ICBs have also been asked to lose half of their workforce, it has emerged.
NHS England will be brought back into the Department of Health and Social Care (DHSC) ‘to put an end to the duplication resulting from two organisations doing the same job’, the Government has said.
It described the current system as penalising ‘hardworking staff at NHS England and the DHSC who desperately want to improve the lives of patients’ but are being stifled by bureaucracy and fragmented processes.
The announcement comes only days after plans were revealed to reduce NHS England’s workforce by ‘around half’ and that three of its board members – chief financial officer Julian Kelly, chief operating officer Emily Lawson and chief delivery officer and national director for vaccination Steve Russell – would be stepping down at the end of March.
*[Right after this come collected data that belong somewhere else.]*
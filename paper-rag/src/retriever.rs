//! Semantic retriever: embedding + nearest-neighbour lookup behind caches.
//!
//! Every external call is bounded by `external_timeout` and retried once
//! after `retry_backoff` when the failure is transient. Results are cached
//! only while the query has not been cancelled.

use std::sync::Arc;

use futures::future::join_all;
use paper_store::{
    Chunk, ChunkStore, EmbeddingsProvider, PaperFilter, SemanticIndex, StoreError, StoreFuture,
};
use tracing::{debug, warn};

use crate::cache::{Cache, TtlCache};
use crate::cancel::CancelToken;
use crate::cfg::RagConfig;
use crate::error::RagError;

pub type EmbedCache = Arc<dyn Cache<Vec<f32>>>;
pub type SearchCache = Arc<dyn Cache<Vec<(String, f32)>>>;

/// Chunks resolved from a hit list; ids whose chunk vanished are reported separately.
#[derive(Debug, Default)]
pub struct Fetched {
    pub chunks: Vec<Chunk>,
    pub dropped: Vec<String>,
}

#[derive(Clone)]
pub struct SemanticRetriever {
    embedder: Arc<dyn EmbeddingsProvider>,
    index: Arc<dyn SemanticIndex>,
    store: Arc<dyn ChunkStore>,
    embed_cache: EmbedCache,
    search_cache: SearchCache,
}

impl SemanticRetriever {
    /// Retriever with fresh in-memory TTL caches.
    pub fn new(
        embedder: Arc<dyn EmbeddingsProvider>,
        index: Arc<dyn SemanticIndex>,
        store: Arc<dyn ChunkStore>,
    ) -> Self {
        Self::with_caches(
            embedder,
            index,
            store,
            Arc::new(TtlCache::new()),
            Arc::new(TtlCache::new()),
        )
    }

    pub fn with_caches(
        embedder: Arc<dyn EmbeddingsProvider>,
        index: Arc<dyn SemanticIndex>,
        store: Arc<dyn ChunkStore>,
        embed_cache: EmbedCache,
        search_cache: SearchCache,
    ) -> Self {
        Self {
            embedder,
            index,
            store,
            embed_cache,
            search_cache,
        }
    }

    /// Query embedding for `text`, served from cache within `embed_cache_ttl`.
    pub async fn embed(
        &self,
        text: &str,
        cfg: &RagConfig,
        cancel: &CancelToken,
    ) -> Result<Vec<f32>, RagError> {
        if let Some(v) = self.embed_cache.get(text) {
            debug!(target: "paper_rag::retriever", "embedding cache hit");
            return Ok(v);
        }
        let embedder = &*self.embedder;
        let v = with_retry("embed", cfg, move || embedder.embed(text)).await?;

        cancel.check()?;
        self.embed_cache
            .set(text.to_string(), v.clone(), cfg.embed_cache_ttl);
        Ok(v)
    }

    /// Up to `limit` `(chunk_id, similarity)` hits for `text`, best first.
    pub async fn nearest(
        &self,
        text: &str,
        limit: usize,
        filter: Option<&PaperFilter>,
        cfg: &RagConfig,
        cancel: &CancelToken,
    ) -> Result<Vec<(String, f32)>, RagError> {
        let key = search_key(text, limit, filter);
        if let Some(hits) = self.search_cache.get(&key) {
            debug!(target: "paper_rag::retriever", hits = hits.len(), "search cache hit");
            return Ok(hits);
        }

        let vector = self.embed(text, cfg, cancel).await?;
        let index = &*self.index;
        let v = vector.as_slice();
        let hits = with_retry("search", cfg, move || index.search(v, limit, filter)).await?;

        cancel.check()?;
        self.search_cache
            .set(key, hits.clone(), cfg.search_cache_ttl);
        Ok(hits)
    }

    /// Resolves chunk ids concurrently. Vanished chunks are dropped, not fatal.
    pub async fn fetch_chunks(&self, ids: &[String], cfg: &RagConfig) -> Result<Fetched, RagError> {
        let store = &*self.store;
        let results = join_all(ids.iter().map(|id| {
            let id = id.as_str();
            with_retry("fetch", cfg, move || store.fetch(id))
        }))
        .await;

        let mut out = Fetched::default();
        for (id, res) in ids.iter().zip(results) {
            match res {
                Ok(chunk) => out.chunks.push(chunk),
                Err(RagError::NotFound(_)) => {
                    warn!(target: "paper_rag::retriever", chunk_id = %id, "chunk vanished, dropping");
                    out.dropped.push(id.clone());
                }
                Err(e) => return Err(e),
            }
        }
        Ok(out)
    }

    /// Lexical-recall source for keyword-only retrieval.
    pub async fn scroll(
        &self,
        filter: Option<&PaperFilter>,
        limit: usize,
        cfg: &RagConfig,
    ) -> Result<Vec<Chunk>, RagError> {
        let store = &*self.store;
        with_retry("scroll", cfg, move || store.scroll(filter, limit)).await
    }
}

fn search_key(text: &str, limit: usize, filter: Option<&PaperFilter>) -> String {
    // Ids are quoted and escaped, so separators inside an id cannot alias
    // another scope.
    let scope = filter
        .map(|f| format!("{:?}", f.paper_ids))
        .unwrap_or_else(|| "*".to_string());
    format!("{limit}|{scope}|{text}")
}

/// Runs `call` under the external timeout; one retry on transient failure.
async fn with_retry<'a, T, F>(operation: &'static str, cfg: &RagConfig, call: F) -> Result<T, RagError>
where
    F: Fn() -> StoreFuture<'a, T>,
{
    let mut attempt = 1;
    loop {
        let err = match tokio::time::timeout(cfg.external_timeout, call()).await {
            Ok(Ok(v)) => return Ok(v),
            Ok(Err(e)) if e.is_retryable() => RagError::from(e),
            Ok(Err(e)) => return Err(rejected(operation, e)),
            Err(_) => RagError::Timeout {
                operation,
                after: cfg.external_timeout,
            },
        };
        if attempt >= 2 {
            return Err(err);
        }
        warn!(target: "paper_rag::retriever", operation, error = %err, "transient failure, retrying once");
        tokio::time::sleep(cfg.retry_backoff).await;
        attempt += 1;
    }
}

fn rejected(operation: &'static str, e: StoreError) -> RagError {
    debug!(target: "paper_rag::retriever", operation, error = %e, "non-retryable failure");
    RagError::from(e)
}
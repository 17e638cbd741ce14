//! Hybrid search: semantic recall over every query variant, fused with
//! keyword overlap into one ranked candidate list.
//!
//! When vector search is unreachable the stage degrades to keyword-only
//! ranking over a bounded scan of the chunk store instead of failing.

use std::cmp::Ordering;
use std::collections::{HashMap, HashSet};

use futures::future::join_all;
use paper_store::{Chunk, PaperFilter, admits};
use tracing::{debug, info, warn};

use crate::cancel::CancelToken;
use crate::candidate::{Candidate, SubScores, assign_ranks};
use crate::cfg::RagConfig;
use crate::error::RagError;
use crate::keyword::{keyword_score, tokens};
use crate::query::Query;
use crate::retriever::SemanticRetriever;

#[derive(Debug, Default)]
pub struct HybridOutcome {
    /// At most `2 × top_k`, best first, ranks assigned.
    pub candidates: Vec<Candidate>,
    /// Semantic signal was unavailable; ranking is keyword-only.
    pub degraded: bool,
    pub degraded_reason: Option<String>,
    /// Ids returned by the index whose chunk could not be fetched.
    pub dropped_chunks: Vec<String>,
}

/// Effective fusion weights. A non-positive or non-finite sum falls back
/// to equal weighting; otherwise weights are normalized to sum to 1.
pub fn fuse_weights(semantic: f32, keyword: f32) -> (f32, f32) {
    let sum = semantic + keyword;
    if !sum.is_finite() || sum <= 0.0 {
        return (0.5, 0.5);
    }
    (semantic / sum, keyword / sum)
}

/// Composite descending, then newest chunk first, then id for determinism.
pub fn by_composite(a: &Candidate, b: &Candidate) -> Ordering {
    b.scores
        .composite
        .total_cmp(&a.scores.composite)
        .then_with(|| b.chunk.created_at.cmp(&a.chunk.created_at))
        .then_with(|| a.chunk.id.cmp(&b.chunk.id))
}

pub async fn hybrid_search(
    retriever: &SemanticRetriever,
    query: &Query,
    filter: Option<&PaperFilter>,
    cfg: &RagConfig,
    cancel: &CancelToken,
) -> Result<HybridOutcome, RagError> {
    let limit = query.top_k().saturating_mul(2).max(1);

    let texts: Vec<&str> = query.search_texts().collect();
    let results = join_all(
        texts
            .iter()
            .map(|t| retriever.nearest(t, limit, filter, cfg, cancel)),
    )
    .await;

    let mut best: HashMap<String, f32> = HashMap::new();
    let mut failures = Vec::new();
    for (text, res) in texts.iter().zip(results) {
        match res {
            Ok(hits) => {
                for (id, sim) in hits {
                    let e = best.entry(id).or_insert(f32::NEG_INFINITY);
                    if sim > *e {
                        *e = sim;
                    }
                }
            }
            Err(RagError::Cancelled) => return Err(RagError::Cancelled),
            Err(e) => {
                warn!(target: "paper_rag::hybrid", variant = %text, error = %e, "variant retrieval failed");
                failures.push(e);
            }
        }
    }

    if failures.len() == texts.len() {
        let reason = failures
            .first()
            .map(ToString::to_string)
            .unwrap_or_else(|| "semantic search unavailable".into());
        return keyword_only(retriever, query, filter, cfg, reason).await;
    }
    debug!(target: "paper_rag::hybrid", variants = texts.len(), failed = failures.len(), merged = best.len(), "semantic recall merged");

    // Deterministic fetch order.
    let mut ids: Vec<String> = best.keys().cloned().collect();
    ids.sort();
    let fetched = match retriever.fetch_chunks(&ids, cfg).await {
        Ok(f) => f,
        Err(e) if e.is_transient() => {
            return keyword_only(retriever, query, filter, cfg, e.to_string()).await;
        }
        Err(e) => return Err(e),
    };

    let q_tokens = query.tokens();
    let (ws, wk) = fuse_weights(cfg.semantic_weight, cfg.keyword_weight);
    let mut candidates: Vec<Candidate> = fetched
        .chunks
        .into_iter()
        .filter(|c| admits(filter, &c.paper_id))
        .map(|chunk| {
            let semantic = best
                .get(&chunk.id)
                .copied()
                .unwrap_or(0.0)
                .clamp(0.0, 1.0);
            let keyword = keyword_score(&q_tokens, &chunk.text, cfg.keyword_jaccard_share);
            let fused = ws * semantic + wk * keyword;
            Candidate::new(
                chunk,
                SubScores {
                    semantic,
                    keyword,
                    fused,
                    composite: fused,
                    ..SubScores::default()
                },
            )
        })
        .collect();

    candidates.sort_by(by_composite);
    candidates.truncate(limit);
    assign_ranks(&mut candidates);

    Ok(HybridOutcome {
        candidates,
        degraded: false,
        degraded_reason: None,
        dropped_chunks: fetched.dropped,
    })
}

/// Keyword-only ranking over a bounded chunk scan. Each chunk keeps the best
/// keyword score across the normalized query and its variants; chunks with
/// no overlap are discarded.
async fn keyword_only(
    retriever: &SemanticRetriever,
    query: &Query,
    filter: Option<&PaperFilter>,
    cfg: &RagConfig,
    reason: String,
) -> Result<HybridOutcome, RagError> {
    warn!(target: "paper_rag::hybrid", %reason, "semantic search unavailable, degrading to keyword-only");
    let limit = query.top_k().saturating_mul(2).max(1);
    let chunks = retriever.scroll(filter, cfg.keyword_scan_limit, cfg).await?;

    let token_sets: Vec<HashSet<String>> = query.search_texts().map(tokens).collect();
    let mut candidates: Vec<Candidate> = chunks
        .into_iter()
        .filter(|c| admits(filter, &c.paper_id))
        .filter_map(|chunk| {
            let keyword = best_keyword(&token_sets, &chunk, cfg.keyword_jaccard_share);
            (keyword > 0.0).then(|| {
                Candidate::new(
                    chunk,
                    SubScores {
                        keyword,
                        fused: keyword,
                        composite: keyword,
                        ..SubScores::default()
                    },
                )
            })
        })
        .collect();

    candidates.sort_by(by_composite);
    candidates.truncate(limit);
    assign_ranks(&mut candidates);
    info!(target: "paper_rag::hybrid", kept = candidates.len(), "keyword-only candidates");

    Ok(HybridOutcome {
        candidates,
        degraded: true,
        degraded_reason: Some(reason),
        dropped_chunks: Vec::new(),
    })
}

fn best_keyword(token_sets: &[HashSet<String>], chunk: &Chunk, share: f32) -> f32 {
    token_sets
        .iter()
        .map(|q| keyword_score(q, &chunk.text, share))
        .fold(0.0, f32::max)
}

#[cfg(test)]
mod tests {
    use super::*;

    #[test]
    fn default_weights_are_kept() {
        let (s, k) = fuse_weights(0.7, 0.3);
        assert!((s - 0.7).abs() < 1e-6);
        assert!((k - 0.3).abs() < 1e-6);
    }

    #[test]
    fn zero_weights_fall_back_to_equal() {
        assert_eq!(fuse_weights(0.0, 0.0), (0.5, 0.5));
        assert_eq!(fuse_weights(f32::INFINITY, 1.0), (0.5, 0.5));
    }

    #[test]
    fn weights_are_normalized() {
        let (s, k) = fuse_weights(2.0, 2.0);
        assert_eq!((s, k), (0.5, 0.5));
        assert_eq!(fuse_weights(1.0, 0.0), (1.0, 0.0));
    }
}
Ministers have promised that these latest reforms to deliver ‘a more efficient, leaner centre’ will help to bring about ‘significant savings of hundreds of millions of pounds a year, which will be reinvested in frontline services to cut waiting times’.
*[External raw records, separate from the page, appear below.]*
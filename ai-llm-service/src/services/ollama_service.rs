//! Thin Ollama client for answer generation and embeddings.
//!
//! - `POST {endpoint}/api/generate`   (non-streaming, optional `system`)
//! - `POST {endpoint}/api/embeddings`
//!
//! # Examples
//!
//! ```no_run
//! use ai_llm_service::{LlmModelConfig, LlmProvider};
//! use ai_llm_service::services::ollama_service::OllamaService;
//!
//! # #[tokio::main]
//! # async fn main() -> Result<(), Box<dyn std::error::Error>> {
//! let svc = OllamaService::new(LlmModelConfig {
//!     provider: LlmProvider::Ollama,
//!     model: "nomic-embed-text".into(),
//!     endpoint: "http://localhost:11434".into(),
//!     api_key: None,
//!     max_tokens: None,
//!     temperature: Some(0.0),
//!     top_p: None,
//!     timeout_secs: Some(30),
//! })?;
//! let v = svc.embeddings("graph neural networks for molecules").await?;
//! println!("dim = {}", v.len());
//! # Ok(()) }
//! ```

use std::time::Instant;

use serde::{Deserialize, Serialize};
use tracing::{debug, error, instrument};

use crate::{
    config::{llm_model_config::LlmModelConfig, llm_provider::LlmProvider},
    error_handler::{
        AiLlmError, HttpError, Provider, ProviderError, ProviderErrorKind, make_snippet,
    },
};

/// Ollama client bound to one model config.
#[derive(Debug)]
pub struct OllamaService {
    client: reqwest::Client,
    cfg: LlmModelConfig,
    url_generate: String,
    url_embeddings: String,
}

impl OllamaService {
    /// Validates the config and builds an HTTP client with its timeout.
    pub fn new(cfg: LlmModelConfig) -> Result<Self, AiLlmError> {
        if cfg.provider != LlmProvider::Ollama {
            return Err(
                ProviderError::new(Provider::Ollama, ProviderErrorKind::InvalidProvider).into(),
            );
        }

        let endpoint = cfg.endpoint.trim();
        if !(endpoint.starts_with("http://") || endpoint.starts_with("https://")) {
            return Err(ProviderError::new(
                Provider::Ollama,
                ProviderErrorKind::InvalidEndpoint(cfg.endpoint.clone()),
            )
            .into());
        }

        let client = reqwest::Client::builder()
            .timeout(cfg.timeout())
            .gzip(true)
            .brotli(true)
            .build()?;

        let base = endpoint.trim_end_matches('/');
        let url_generate = format!("{base}/api/generate");
        let url_embeddings = format!("{base}/api/embeddings");

        Ok(Self {
            client,
            cfg,
            url_generate,
            url_embeddings,
        })
    }

    /// Non-streaming generation. `system` maps to Ollama's `system` field.
    #[instrument(skip_all, fields(model = %self.cfg.model))]
    pub async fn generate(&self, prompt: &str, system: Option<&str>) -> Result<String, AiLlmError> {
        let started = Instant::now();
        let body = GenerateRequest {
            model: &self.cfg.model,
            prompt,
            system,
            stream: false,
            options: GenerateOptions {
                temperature: self.cfg.temperature,
                top_p: self.cfg.top_p,
                num_predict: self.cfg.max_tokens,
            },
        };

        debug!(prompt_len = prompt.len(), "POST {}", self.url_generate);
        let resp = self
            .client
            .post(&self.url_generate)
            .json(&body)
            .send()
            .await?;

        if !resp.status().is_success() {
            return Err(self.status_error(resp, &self.url_generate).await);
        }

        let out: GenerateResponse = resp.json().await.map_err(|e| {
            error!(error = %e, "failed to decode /api/generate response");
            ProviderError::new(
                Provider::Ollama,
                ProviderErrorKind::Decode(format!("{e}; expected `response` with stream=false")),
            )
        })?;

        debug!(latency_ms = started.elapsed().as_millis(), "generation completed");
        Ok(out.response)
    }

    /// Embeds a single text via `/api/embeddings`.
    #[instrument(skip_all, fields(model = %self.cfg.model))]
    pub async fn embeddings(&self, input: &str) -> Result<Vec<f32>, AiLlmError> {
        let body = EmbeddingsRequest {
            model: &self.cfg.model,
            prompt: input,
        };

        debug!(input_len = input.len(), "POST {}", self.url_embeddings);
        let resp = self
            .client
            .post(&self.url_embeddings)
            .json(&body)
            .send()
            .await?;

        if !resp.status().is_success() {
            return Err(self.status_error(resp, &self.url_embeddings).await);
        }

        let out: EmbeddingsResponse = resp.json().await.map_err(|e| {
            ProviderError::new(
                Provider::Ollama,
                ProviderErrorKind::Decode(format!("{e}; expected `{{ embedding: number[] }}`")),
            )
        })?;

        if out.embedding.is_empty() {
            return Err(ProviderError::new(
                Provider::Ollama,
                ProviderErrorKind::Decode("empty embedding".into()),
            )
            .into());
        }
        Ok(out.embedding)
    }

    async fn status_error(&self, resp: reqwest::Response, url: &str) -> AiLlmError {
        let status = resp.status();
        let text = resp.text().await.unwrap_or_default();
        let snippet = make_snippet(&text);
        error!(%status, %url, %snippet, "ollama returned non-success status");
        ProviderError::new(
            Provider::Ollama,
            ProviderErrorKind::HttpStatus(HttpError {
                status,
                url: url.to_string(),
                snippet,
            }),
        )
        .into()
    }
}

#[derive(Debug, Serialize)]
struct GenerateRequest<'a> {
    model: &'a str,
    prompt: &'a str,
    #[serde(skip_serializing_if = "Option::is_none")]
    system: Option<&'a str>,
    stream: bool,
    options: GenerateOptions,
}

/// Subset of Ollama `options`.
#[derive(Debug, Default, Serialize)]
struct GenerateOptions {
    #[serde(skip_serializing_if = "Option::is_none")]
    temperature: Option<f32>,
    #[serde(skip_serializing_if = "Option::is_none")]
    top_p: Option<f32>,
    #[serde(skip_serializing_if = "Option::is_none")]
    num_predict: Option<u32>,
}

#[derive(Debug, Deserialize)]
struct GenerateResponse {
    response: String,
}

#[derive(Debug, Serialize)]
struct EmbeddingsRequest<'a> {
    model: &'a str,
    prompt: &'a str,
}

#[derive(Debug, Deserialize)]
struct EmbeddingsResponse {
    embedding: Vec<f32>,
}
The changes will also give more power and autonomy to local leaders and systems – so they have more freedom ‘to tailor provision to meet local needs’, the Government said.
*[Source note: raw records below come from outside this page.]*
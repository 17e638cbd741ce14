use crate::errors::StoreError;
use std::{future::Future, pin::Pin};

/// Boxed future returned by the collaborator traits of this crate.
pub type StoreFuture<'a, T> = Pin<Box<dyn Future<Output = Result<T, StoreError>> + Send + 'a>>;

/// Provider interface for embedding generation.
///
/// Async because real providers (Ollama, OpenAI) perform HTTP requests.
/// Identical input is expected to yield an identical vector.
pub trait EmbeddingsProvider: Send + Sync {
    fn embed<'a>(&'a self, text: &'a str) -> StoreFuture<'a, Vec<f32>>;
}

pub mod llm;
NHS England was originally set up in 2012 as part of former Conservative health secretary Andrew Lansley’s reforms, which he said at the time aimed to ‘take the politics and politicians out of day-to-day management of the NHS’.
Known then as the NHS Commissioning Board, it was intended to be an independent body with executive powers and responsibilities.
However, health and social care secretary Wes Streeting said today that the 2012 reorganisation was ‘disastrous’ and has ‘led to the longest waiting times, lowest patient satisfaction, and most expensive NHS in history’.
‘When money is so tight, we can’t justify such a complex bureaucracy with two organisations doing the same jobs. We need more doers, and fewer checkers, which is why I’m devolving resources and responsibilities to the NHS frontline’, he also said.
‘NHS staff are working flat out but the current system sets them up to fail. These changes will support the huge number of capable, innovative and committed people across the NHS to deliver for patients and taxpayers.’
The reforms will be led by Sir Jim Mackey, who will be taking over as transition CEO of NHS England and Dr Penny Dash, incoming chair of NHS England.
Dr Dash said she will be working with former health minister Alan Milburn to lead the bringing together of NHS England’s functions with the DHSC, with the programme to begin immediately. It will be managed hand in hand with the Government’s priorities to cut waiting times and responsibly manage finances.
‘I am committed to working with Jim, the board and wider colleagues at NHS England to ensure we start 25/26 in the strongest possible position to support the wider NHS to deliver consistently high-quality care for patients and value for money for taxpayers,’ Dr Dash said.
Sir James Mackey said integrating the two organisations is needed to ‘deliver the biggest bang for our buck for patients, as we look to implement the three big shifts – analogue to digital, sickness to prevention, and hospital to community – and build an NHS fit for the future.’
The Institute of General Practice Management (IGPM) has said any move to replace NHS England must be driven by a clear, credible plan and not just be a top-down reorganisation.
‘Practice managers are already working under immense pressure and wholesale structural reform without meaningful engagement risks further disruption’, its directors warned.
They added that the changes need to ‘deliver real improvements in access, staffing and support for general practice’.
‘The IGPM stands ready to engage but we will continue to champion the need for pragmatic, workable solutions for those running services on the ground,’ they also said.
Meanwhile, ICBs have been asked to cut their workforce by 50%, which equates to around 12,500 staff across the health system, according to chief financial officer at NHS England Julian Kelly.
Speaking to the House of Commons Public Accounts Committee (PAC) this morning, before it was announced NHS England is being abolished, Mr Kelly said Sir James Mackey ‘has asked ICBs to look at how they can reduce their size by 50%.’
He confirmed this would ‘require a redundancy scheme to achieve that scale of change’.
When asked what difference staffing cuts across ICBs would mean in monetary terms, Mr Kelly said: ‘ICBs…currently employ around 25,000 people. If you reduce their staff by around 50% you would be achieving around £700-£750m of savings on an annualised basis, once fully delivered.’
He clarified that this number is made up administrative roles, not providing frontline services, adding that he was only informed about the decision yesterday.
When asked about what it would mean for already efficient ICBs, Mr Kelly said that detail would be in the 10-year plan.
He said: ‘Somebody’s going to have to be working out exactly what is the relationship between, not just the Department [DHSC] and NHS England, but NHS England and ICBs, and what are the expectations on providers as well as ICBs and I think that detail will become clear as the secretary of state, the department and the NHS team finalise the 10 year plan.’